Medial Prefrontal Cortical CB1Rs and Astrocytes Are Involved in Depression and the Antidepressant Effects of Running Exercise

Depression represents a growing global health challenge, with current pharmacological treatments often exhibiting limited efficacy and significant side effects. Although physical exercise, particularly running exercise, has shown promising antidepressant properties, its underlying neurobiological mechanisms remain poorly understood. In this study, we hypothesized that cannabinoid receptor type 1 (CB1R) in the medial prefrontal cortex (mPFC) mediates the therapeutic benefits of running exercise through astrocyte modulation. Using a chronic restraint stress (CRS) rat model of depression, we integrated behavioral assessments (saccharin preference and forced swim tests) with multimodal molecular and cellular analyses, including immunohistochemical staining, an unbiased stereological method, an immunofluorescence technique, RT‒PCR and Western blotting.

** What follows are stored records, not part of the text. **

//! The CatTools backup log and how to read it
//!
//! Every backup run appends one line per device, tab separated, no header:
//!
//! ```plain
//! 2024/03/01 02:00:13	Core	core-sw-01	10.0.0.2	Cisco.Switch.IOS	OK	Changed!	<html report>	<txt report>
//! ```

use std::collections::VecDeque;
use std::io::Read;
use std::path::Path;
use std::time::UNIX_EPOCH;

use chrono::{DateTime, Local, NaiveDateTime, TimeZone};
use csv::StringRecord;
use serde::{Deserialize, Deserializer};
use ssh2::Session;
use tracing::{debug, warn};

use crate::cattools::{LOG_PATH, WINDOW_ROWS};
use crate::error::FetchError;

/// How CatTools writes times, in the timezone of the machine it runs on
pub const TIMESTAMP_FORMAT: &str = "%Y/%m/%d %H:%M:%S";

const COLUMNS: usize = 9;

/// One row of the log
#[derive(Debug, Clone, PartialEq, Deserialize)]
pub struct LogEntry {
    /// Unparseable times become the Unix epoch, which makes the device stale
    #[serde(deserialize_with = "from_local_timestamp")]
    pub timestamp: DateTime<Local>,
    pub group: String,
    pub device: String,
    pub address: String,
    pub device_type: String,
    /// `OK` or whatever error CatTools reported
    pub backup: String,
    /// `Changed!` if the config differs from the last backup
    pub changes: String,
    pub html_report: String,
    pub txt_report: String,
}

/// Read the log over SFTP and parse its last [`WINDOW_ROWS`] rows
///
/// The sftp channel and the file are closed before this returns.
pub fn fetch(session: &Session) -> Result<Vec<LogEntry>, FetchError> {
    let sftp = session.sftp().map_err(FetchError::Sftp)?;
    let mut file = sftp.open(Path::new(LOG_PATH)).map_err(FetchError::Open)?;
    let mut raw = Vec::new();
    file.read_to_end(&mut raw)?;
    debug!(bytes = raw.len(), path = LOG_PATH, "read backup log");
    Ok(parse(&String::from_utf8_lossy(&raw)))
}

/// Parse the trailing window of a log
///
/// Only the last [`WINDOW_ROWS`] rows are kept, in file order. Rows in that
/// window that are too short or have no device name are skipped.
pub fn parse(contents: &str) -> Vec<LogEntry> {
    let mut reader = csv::ReaderBuilder::new()
        .delimiter(b'\t')
        .has_headers(false)
        .quoting(false)
        .flexible(true)
        .from_reader(contents.as_bytes());

    let mut window = VecDeque::with_capacity(WINDOW_ROWS);
    let mut rows = 0;
    for record in reader.records() {
        match record {
            Ok(record) => {
                rows += 1;
                if window.len() == WINDOW_ROWS {
                    window.pop_front();
                }
                window.push_back(record);
            }
            Err(e) => warn!(error = %e, "unreadable log row"),
        }
    }
    debug!(rows, window = window.len(), "windowed backup log");

    window.iter().filter_map(to_entry).collect()
}

fn to_entry(record: &StringRecord) -> Option<LogEntry> {
    let line = record.position().map_or(0, |p| p.line());
    if record.len() < COLUMNS {
        warn!(line, columns = record.len(), "skipping log row with too few columns");
        return None;
    }
    let record: StringRecord = record.iter().take(COLUMNS).collect();
    match record.deserialize::<LogEntry>(None) {
        Ok(ref entry) if entry.device.is_empty() => {
            warn!(line, "skipping log row without a device name");
            None
        }
        Ok(entry) => Some(entry),
        Err(e) => {
            warn!(line, error = %e, "skipping malformed log row");
            None
        }
    }
}

/// Parse a CatTools timestamp as local time, or the Unix epoch if it can't be
pub fn parse_timestamp(raw: &str) -> DateTime<Local> {
    NaiveDateTime::parse_from_str(raw.trim(), TIMESTAMP_FORMAT)
        .ok()
        .and_then(|naive| Local.from_local_datetime(&naive).earliest())
        .unwrap_or_else(|| {
            warn!(timestamp = raw, "unparseable timestamp, treating it as the epoch");
            DateTime::from(UNIX_EPOCH)
        })
}

fn from_local_timestamp<'de, D>(deserializer: D) -> Result<DateTime<Local>, D::Error>
where
    D: Deserializer<'de>,
{
    let raw = String::deserialize(deserializer)?;
    Ok(parse_timestamp(&raw))
}
//! Check CatTools device configuration backups over SFTP

mod args;

use chrono::Local;
use structopt::StructOpt;
use tracing::debug;

use cattools_plugins::cattools::{aggregate, evaluate, log, Report};
use cattools_plugins::error::CheckError;
use cattools_plugins::logging::init_logging;
use cattools_plugins::ssh::{self, Credentials};

use crate::args::Args;

#[cfg_attr(test, allow(dead_code))]
fn main() {
    let args = Args::from_args();
    init_logging(args.verbose);
    let report = match check(&args) {
        Ok(report) => report,
        Err(e) => Report::fatal(&e),
    };
    report.exit();
}

/// Everything between parsing args and printing
///
/// The session is closed before this returns, so `exit` never skips it.
fn check(args: &Args) -> Result<Report, CheckError> {
    let credentials = Credentials::load(&args.identity, args.password.as_deref());
    let session = ssh::connect(&args.target(), &credentials)?;
    let entries = log::fetch(&session)?;
    if let Err(e) = session.disconnect(None, "check complete", None) {
        debug!(error = %e, "unclean disconnect");
    }

    let histories = aggregate(entries);
    debug!(devices = histories.len(), "aggregated backup history");
    Ok(Report::from(evaluate(&histories, &args.policy(), Local::now())))
}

Our findings demonstrate that running exercise alleviated depressive-like behaviors, restored mPFC CB1R expression, and prevented astrocyte loss. Conversely, mPFC-specific CB1R knockdown induced depressive behaviors and astrocyte deficits, whereas CB1R overexpression replicated the antidepressant effects of running exercise. Critically, running exercise failed to alleviate depression and astrocyte pathology in CB1R-knockdown rats, indicating CB1R dependence. These results establish mPFC CB1R as a pivotal mediator of running exercise-induced antidepressant effects and implicate astrocyte preservation as a key cellular mechanism. Our work reveals the mPFC CB1R-astrocyte axis as a promising target for novel antidepressant strategies and emphasizes the importance of glial plasticity in exercise neuroscience.